◆ AIM OF THE EXERCISE
The entries follow. Copy every line in which "const" appears.

--------

pub mod orchestration;

pub use orchestration::{
    parse_commit_list, ActionOutcome, ActionRequest, CandidateSource, ReleasePlan,
    ReleaseTrainController, TrainSettings,
};
//! Exponential backoff for transient host API failures.

use std::time::Duration;

/// Configuration for exponential backoff retry.
#[derive(Debug, Clone, Copy, PartialEq)]
pub struct RetryConfig {
    /// Maximum number of retry attempts (not including the initial attempt).
    pub max_retries: u32,

    /// Initial delay before the first retry.
    pub initial_delay: Duration,

    /// Maximum delay between retries.
    pub max_delay: Duration,

    /// Multiplier for exponential backoff.
    pub backoff_multiplier: f64,
}

impl RetryConfig {
    /// 3 retries with 2s, 4s, 8s delays
    pub const DEFAULT: Self = Self {
        max_retries: 3,
        initial_delay: Duration::from_secs(2),
        max_delay: Duration::from_secs(16),
        backoff_multiplier: 2.0,
    };

    /// No retries at all
    pub const NONE: Self = Self {
        max_retries: 0,
        initial_delay: Duration::ZERO,
        max_delay: Duration::ZERO,
        backoff_multiplier: 1.0,
    };

    /// Computes the delay for the given retry attempt (0-indexed), capped at `max_delay`.
    pub fn delay_for_attempt(&self, attempt: u32) -> Duration {
        let multiplier = self.backoff_multiplier.powi(attempt as i32);
        let delay_secs = self.initial_delay.as_secs_f64() * multiplier;
        Duration::from_secs_f64(delay_secs.min(self.max_delay.as_secs_f64()))
    }

    /// Returns an iterator over all retry delays.
    pub fn delays(&self) -> impl Iterator<Item = Duration> + '_ {
        (0..self.max_retries).map(|attempt| self.delay_for_attempt(attempt))
    }
}

impl Default for RetryConfig {
    fn default() -> Self {
        Self::DEFAULT
    }
}

/// Whether an HTTP status is worth retrying
pub fn is_transient_status(status: u16) -> bool {
    matches!(status, 500 | 502 | 503 | 504)
}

--------

◆ SOLVED PROBLEM
    pub const DEFAULT: Self = Self {
    pub const NONE: Self = Self {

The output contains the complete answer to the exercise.